Some of Chaim Weizmann’s close circle viewed Vera’s outspoken intervention as an intrusion on a formal domain that later became a battle field when she insisted that architect and client relationship must be a two-way dialogue.

A special chapter of the research was devoted to the subject of financing the collection, while Vera, daughter of one of the wealthiest Jewish families in Rostov (her birth city in White Russia), constitutes an example of her view point reflecting wealthy European drawing rooms.

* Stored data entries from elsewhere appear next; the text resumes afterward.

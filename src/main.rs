//! Headless world runner
//!
//! Drives the world the way a game loop would: stream around a moving player,
//! dig now and then, autosave, and save on exit.

use std::error::Error;
use std::path::PathBuf;
use std::process::ExitCode;

use clap::{Parser, Subcommand};
use glam::Vec3;

use cubeworld::{
    Autosave, BlockType, FileStorage, Inventory, PlayerSnapshot, StreamingConfig, World,
    WorldConfig, WorldError,
};

#[derive(Parser, Debug)]
#[command(author, version, about, long_about = None)]
struct Args {
    /// TOML config file
    #[arg(long)]
    config: Option<PathBuf>,

    /// Save directory, overrides the config
    #[arg(long)]
    save_dir: Option<PathBuf>,

    /// Seed for a new world (random if omitted)
    #[arg(long)]
    seed: Option<u32>,

    #[command(subcommand)]
    command: Command,
}

#[derive(Subcommand, Debug)]
enum Command {
    /// Load the save (or start fresh) and walk the player around
    Run {
        #[arg(long, default_value_t = 600)]
        ticks: u32,
        /// Blocks per tick
        #[arg(long, default_value_t = 0.25)]
        speed: f32,
        /// Walking direction in degrees, 0 = +x
        #[arg(long, default_value_t = 30.0)]
        heading: f32,
        #[arg(long, default_value_t = 20.0)]
        tick_rate: f32,
        /// Dig the block under the player every N ticks (0 disables)
        #[arg(long, default_value_t = 40)]
        dig_every: u32,
        /// Generate chunks on worker threads with a per-tick budget
        #[arg(long)]
        threaded: bool,
    },
    /// Wipe the save and start a new world
    New,
    /// Print a summary of the save
    Info,
    /// Delete the save
    Delete,
}

fn main() -> ExitCode {
    tracing_subscriber::fmt()
        .with_env_filter(tracing_subscriber::EnvFilter::from_default_env())
        .init();

    let args = Args::parse();
    match execute(args) {
        Ok(()) => ExitCode::SUCCESS,
        Err(e) => {
            tracing::error!("{}", e);
            ExitCode::FAILURE
        }
    }
}

fn execute(args: Args) -> Result<(), Box<dyn Error>> {
    let mut config = match &args.config {
        Some(path) => WorldConfig::load(path)?,
        None => WorldConfig::default(),
    };
    if args.save_dir.is_some() {
        config.save_dir = args.save_dir.clone();
    }
    if let Command::Run { threaded: true, .. } = args.command {
        config.streaming = StreamingConfig {
            radius: config.streaming.radius,
            hysteresis: config.streaming.hysteresis,
            ..StreamingConfig::threaded()
        };
    }
    let seed = args.seed.or(config.seed).unwrap_or_else(rand::random);
    let save_dir = config.resolved_save_dir();
    tracing::info!("using save directory {}", save_dir.display());

    let mut world = World::with_config(seed, config.streaming.clone(), FileStorage::new(&save_dir));

    match args.command {
        Command::Run {
            ticks,
            speed,
            heading,
            tick_rate,
            dig_every,
            ..
        } => {
            let (position, inventory) = match world.load_world() {
                Ok(record) => (
                    record.player.position,
                    Inventory::from_slots(&record.player.inventory),
                ),
                Err(WorldError::NoSaveFound) => {
                    tracing::info!("no save found, starting a new world with seed {}", seed);
                    // Chunks flushed by a session that never saved its meta.
                    world.delete_world()?;
                    (Vec3::from_array(world.generator().spawn_position()), Inventory::new())
                }
                Err(e) => return Err(e.into()),
            };
            let walk = Walk {
                ticks,
                speed,
                heading,
                dt: 1.0 / tick_rate.max(1.0),
                dig_every,
            };
            simulate(&mut world, &config, position, inventory, walk)
        }
        Command::New => {
            world.delete_world()?;
            world.reset(seed);
            let spawn = PlayerSnapshot::new(
                Vec3::from_array(world.generator().spawn_position()),
                &Inventory::new(),
            );
            world.update(spawn.position);
            world.save_world(&spawn)?;
            println!("new world created with seed {}", seed);
            Ok(())
        }
        Command::Info => {
            let record = world.load_world()?;
            println!("version:   {}", record.version);
            println!("seed:      {}", record.seed);
            match record.saved_at {
                Some(at) => println!("saved at:  {}", at.to_rfc3339()),
                None => println!("saved at:  unknown"),
            }
            let p = record.player.position;
            println!("player:    ({:.2}, {:.2}, {:.2})", p.x, p.y, p.z);
            println!("chunks:    {} edited", record.chunks.len());
            for stack in record.player.inventory.iter().filter(|s| !s.is_empty()) {
                println!("  {:>4} x {}", stack.count, stack.item.name());
            }
            Ok(())
        }
        Command::Delete => {
            world.delete_world()?;
            println!("save deleted");
            Ok(())
        }
    }
}

struct Walk {
    ticks: u32,
    speed: f32,
    heading: f32,
    dt: f32,
    dig_every: u32,
}

fn simulate(
    world: &mut World,
    config: &WorldConfig,
    mut position: Vec3,
    mut inventory: Inventory,
    walk: Walk,
) -> Result<(), Box<dyn Error>> {
    let (sin, cos) = walk.heading.to_radians().sin_cos();
    let step = Vec3::new(cos, 0.0, sin) * walk.speed;
    let mut autosave = Autosave::from_config(&config.autosave);

    for tick in 1..=walk.ticks {
        position += step;
        world.update(position);

        // Same gate physics uses: never act on terrain that is not there.
        if world.is_chunk_loaded(position.x, position.z) {
            position.y = standing_height(world, position);
            if walk.dig_every > 0 && tick % walk.dig_every == 0 {
                dig_below(world, &mut inventory, position);
            }
        }

        let snapshot = PlayerSnapshot::new(position, &inventory);
        autosave.tick(walk.dt, world, &snapshot);
    }

    let written = world.save_world(&PlayerSnapshot::new(position, &inventory))?;
    let stats = world.stats();
    tracing::info!(
        "walked to ({:.1}, {:.1}, {:.1}): {} generated, {} restored, {} evicted, {} flushed, {} chunks saved",
        position.x,
        position.y,
        position.z,
        stats.generated,
        stats.restored,
        stats.evicted,
        stats.flushed,
        written
    );
    Ok(())
}

/// Feet position on top of the highest solid block of the current column.
fn standing_height(world: &World, position: Vec3) -> f32 {
    let x = position.x.floor() as i32;
    let z = position.z.floor() as i32;
    (0..cubeworld::CHUNK_HEIGHT)
        .rev()
        .find(|&y| world.get_block(x, y, z).is_solid())
        .map_or(position.y, |y| (y + 1) as f32)
}

fn dig_below(world: &mut World, inventory: &mut Inventory, position: Vec3) {
    let x = position.x.floor() as i32;
    let y = position.y.floor() as i32 - 1;
    let z = position.z.floor() as i32;
    let block = world.get_block(x, y, z);

    let tool = inventory.hotbar()[0].item;
    let seconds = world.get_break_time(block.id(), tool.id());
    if block.is_air() || !seconds.is_finite() {
        return;
    }
    if world.set_block(x, y, z, BlockType::Air) && !inventory.add_item(block, 1) {
        tracing::debug!("inventory full, {} lost", block.name());
    }
    tracing::debug!("dug {} at ({}, {}, {}) in {:.2}s", block.name(), x, y, z, seconds);
}
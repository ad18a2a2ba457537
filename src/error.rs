use thiserror::Error;

/// Failures surfaced by the world facade.
#[derive(Debug, Error)]
pub enum WorldError {
    /// No snapshot exists; the caller should start a new game.
    #[error("no saved world found")]
    NoSaveFound,
    /// A local chunk coordinate fell outside the chunk extent.
    #[error("local block coordinate ({x}, {y}, {z}) is outside the chunk")]
    OutOfBounds { x: i32, y: i32, z: i32 },
    #[error(transparent)]
    Persistence(#[from] PersistenceError),
}

/// Storage and codec failures. Always recoverable from the world's point of view.
#[derive(Debug, Error)]
pub enum PersistenceError {
    #[error("storage i/o failed: {0}")]
    Io(#[from] std::io::Error),
    #[error("failed to encode or decode save data: {0}")]
    Encode(#[from] bincode::Error),
    #[error("blob has an unexpected header")]
    BadMagic,
    #[error("unsupported save version {0}")]
    UnsupportedVersion(u32),
    #[error("chunk was written by world seed {found}, expected {expected}")]
    SeedMismatch { expected: u32, found: u32 },
    #[error("corrupt save data: {0}")]
    Corrupt(String),
}

#[derive(Debug, Error)]
pub enum ConfigError {
    #[error("could not read config file: {0}")]
    Io(#[from] std::io::Error),
    #[error("invalid config: {0}")]
    Parse(#[from] toml::de::Error),
}
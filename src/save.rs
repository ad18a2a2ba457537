//! Save format.
//!
//! Every blob is framed as `magic | version (u32 LE) | length (u64 LE) | bincode`.
//! The world is stored as one `meta` blob (seed, player, index of persisted
//! chunks) plus one blob per chunk, so a single chunk can be restored without
//! touching the rest of the save.

use chrono::{DateTime, Utc};
use glam::Vec3;
use serde::{Deserialize, Serialize};

use crate::constants::*;
use crate::core::block::{BlockId, BlockType};
use crate::core::chunk::{Chunk, ChunkCoord};
use crate::error::PersistenceError;
use crate::inventory::{Inventory, ItemStack};

const MAGIC_META: &[u8; 4] = b"CWMT";
const MAGIC_CHUNK: &[u8; 4] = b"CWCK";
pub const VERSION: u32 = 1;
const HEADER_LEN: usize = 4 + 4 + 8;

pub const META_KEY: &str = "meta";

pub fn chunk_key(coord: ChunkCoord) -> String {
    format!("chunk.{}.{}", coord.cx, coord.cz)
}

/// Inverse of `chunk_key`; `None` for any other key.
pub fn parse_chunk_key(key: &str) -> Option<ChunkCoord> {
    let rest = key.strip_prefix("chunk.")?;
    let (cx, cz) = rest.split_once('.')?;
    Some(ChunkCoord::new(cx.parse().ok()?, cz.parse().ok()?))
}

/// Player state handed to `World::save_world` and returned by `load_world`.
#[derive(Clone, Debug, PartialEq)]
pub struct PlayerSnapshot {
    pub position: Vec3,
    pub inventory: Vec<ItemStack>,
}

impl PlayerSnapshot {
    pub fn new(position: Vec3, inventory: &Inventory) -> Self {
        PlayerSnapshot {
            position,
            inventory: inventory.slots().to_vec(),
        }
    }

    /// Fresh player at the default spawn with an empty inventory.
    pub fn spawn() -> Self {
        PlayerSnapshot {
            position: Vec3::from_array(SPAWN_POSITION),
            inventory: vec![ItemStack::EMPTY; INVENTORY_SLOTS],
        }
    }
}

/// A persisted chunk, decoded.
#[derive(Clone, Debug, PartialEq)]
pub struct SavedChunk {
    pub coord: ChunkCoord,
    /// Y-major block array, `CHUNK_VOLUME` entries.
    pub blocks: Vec<BlockType>,
}

impl SavedChunk {
    pub fn get_block(&self, x: i32, y: i32, z: i32) -> BlockType {
        if !(0..CHUNK_SIZE).contains(&x)
            || !(0..CHUNK_HEIGHT).contains(&y)
            || !(0..CHUNK_SIZE).contains(&z)
        {
            return BlockType::Air;
        }
        self.blocks[((y * CHUNK_SIZE + z) * CHUNK_SIZE + x) as usize]
    }
}

/// The durable snapshot of player and world-edit state.
#[derive(Clone, Debug, PartialEq)]
pub struct SaveRecord {
    pub version: u32,
    pub seed: u32,
    pub saved_at: Option<DateTime<Utc>>,
    pub player: PlayerSnapshot,
    pub chunks: Vec<SavedChunk>,
}

#[derive(Serialize, Deserialize)]
struct SavedSlot {
    id: BlockId,
    count: u32,
}

#[derive(Serialize, Deserialize)]
struct MetaPayload {
    seed: u32,
    saved_at_ms: i64,
    player_position: [f32; 3],
    inventory: Vec<SavedSlot>,
    chunk_index: Vec<ChunkCoord>,
}

#[derive(Serialize, Deserialize)]
struct ChunkPayload {
    /// Seed of the world that wrote the blob.
    seed: u32,
    coord: ChunkCoord,
    /// Run-length encoded block ids: (id, run length).
    runs: Vec<(BlockId, u32)>,
}

/// Header fields of the `meta` blob.
#[derive(Clone, Debug, PartialEq)]
pub struct WorldMeta {
    pub seed: u32,
    pub saved_at: Option<DateTime<Utc>>,
    pub player: PlayerSnapshot,
    pub chunk_index: Vec<ChunkCoord>,
}

fn frame(magic: &[u8; 4], payload: &[u8]) -> Vec<u8> {
    let mut out = Vec::with_capacity(HEADER_LEN + payload.len());
    out.extend_from_slice(magic);
    out.extend_from_slice(&VERSION.to_le_bytes());
    out.extend_from_slice(&(payload.len() as u64).to_le_bytes());
    out.extend_from_slice(payload);
    out
}

fn unframe<'a>(magic: &[u8; 4], bytes: &'a [u8]) -> Result<&'a [u8], PersistenceError> {
    if bytes.len() < HEADER_LEN {
        return Err(PersistenceError::Corrupt("blob shorter than header".to_string()));
    }
    if &bytes[0..4] != magic {
        return Err(PersistenceError::BadMagic);
    }

    let mut version_bytes = [0u8; 4];
    version_bytes.copy_from_slice(&bytes[4..8]);
    let version = u32::from_le_bytes(version_bytes);
    if version != VERSION {
        return Err(PersistenceError::UnsupportedVersion(version));
    }

    let mut size_bytes = [0u8; 8];
    size_bytes.copy_from_slice(&bytes[8..16]);
    let size = u64::from_le_bytes(size_bytes) as usize;

    let payload = &bytes[HEADER_LEN..];
    if payload.len() != size {
        return Err(PersistenceError::Corrupt(format!(
            "payload is {} bytes, header says {}",
            payload.len(),
            size
        )));
    }
    Ok(payload)
}

fn block_from_id(id: BlockId) -> Result<BlockType, PersistenceError> {
    BlockType::from_id(id)
        .ok_or_else(|| PersistenceError::Corrupt(format!("unknown block id {}", id)))
}

pub fn encode_meta(
    seed: u32,
    player: &PlayerSnapshot,
    chunk_index: &[ChunkCoord],
) -> Result<Vec<u8>, PersistenceError> {
    let payload = MetaPayload {
        seed,
        saved_at_ms: Utc::now().timestamp_millis(),
        player_position: player.position.to_array(),
        inventory: player
            .inventory
            .iter()
            .map(|stack| SavedSlot {
                id: stack.item.id(),
                count: stack.count,
            })
            .collect(),
        chunk_index: chunk_index.to_vec(),
    };
    Ok(frame(MAGIC_META, &bincode::serialize(&payload)?))
}

pub fn decode_meta(bytes: &[u8]) -> Result<WorldMeta, PersistenceError> {
    let payload: MetaPayload = bincode::deserialize(unframe(MAGIC_META, bytes)?)?;
    let inventory = payload
        .inventory
        .iter()
        .map(|slot| {
            let item = block_from_id(slot.id)?;
            Ok(ItemStack::new(item, slot.count))
        })
        .collect::<Result<Vec<_>, PersistenceError>>()?;

    Ok(WorldMeta {
        seed: payload.seed,
        saved_at: DateTime::from_timestamp_millis(payload.saved_at_ms),
        player: PlayerSnapshot {
            position: Vec3::from_array(payload.player_position),
            inventory,
        },
        chunk_index: payload.chunk_index,
    })
}

pub fn encode_chunk(seed: u32, chunk: &Chunk) -> Result<Vec<u8>, PersistenceError> {
    let mut runs: Vec<(BlockId, u32)> = Vec::new();
    for block in chunk.blocks() {
        let id = block.id();
        match runs.last_mut() {
            Some((last, len)) if *last == id => *len += 1,
            _ => runs.push((id, 1)),
        }
    }
    let payload = ChunkPayload {
        seed,
        coord: chunk.coord(),
        runs,
    };
    Ok(frame(MAGIC_CHUNK, &bincode::serialize(&payload)?))
}

/// Decodes a chunk blob written by the world with `seed`. Blobs left behind by
/// another world are rejected.
pub fn decode_chunk(
    expected: ChunkCoord,
    seed: u32,
    bytes: &[u8],
) -> Result<SavedChunk, PersistenceError> {
    let payload: ChunkPayload = bincode::deserialize(unframe(MAGIC_CHUNK, bytes)?)?;
    if payload.seed != seed {
        return Err(PersistenceError::SeedMismatch {
            expected: seed,
            found: payload.seed,
        });
    }
    if payload.coord != expected {
        return Err(PersistenceError::Corrupt(format!(
            "blob for {:?} holds chunk {:?}",
            expected, payload.coord
        )));
    }

    let mut blocks = Vec::with_capacity(CHUNK_VOLUME);
    for (id, len) in payload.runs {
        let block = block_from_id(id)?;
        if blocks.len() + len as usize > CHUNK_VOLUME {
            return Err(PersistenceError::Corrupt(format!(
                "chunk {:?} overflows its volume",
                expected
            )));
        }
        blocks.extend(std::iter::repeat_n(block, len as usize));
    }
    if blocks.len() != CHUNK_VOLUME {
        return Err(PersistenceError::Corrupt(format!(
            "chunk {:?} has {} blocks",
            expected,
            blocks.len()
        )));
    }
    Ok(SavedChunk {
        coord: expected,
        blocks,
    })
}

The characteristic design of Vera’s Habitus in terms of Bourdieu’s theory of living space, finds expression in the villa that has recently become a museum at the Weizmann Institute: Her dressing room, which served as a refreshing room for visitors before formal meetings, exhibits personal items belonging to Vera and Chaim Weizmann, as well as family photographs that convey the spirit of the time. Thus, while the political image of Chaim Weizmann - appointed first State President in 1948 - overshadowed Vera’s career as a doctor, she stood her ground with regard to her right to design everything related to their mutual home.

Weizmann, who was very proud of the final result, used to praise the appearance of the house and garden, emphasizing the fact that it was his wife’s achievement as she had imbued it with her personal world view, from the selection of the site in a neglected orchard, which later became one of the most influential institutions - the Weizmann Institute.

Shoshana Harari: Research study for a Master’s Degree in The History of Art and Visual Culture - Arts Department, Faculty of Humanities and Social Sciences, Ben Gurion University of the Negev. Tutor: Dr. Sarah Offenberg.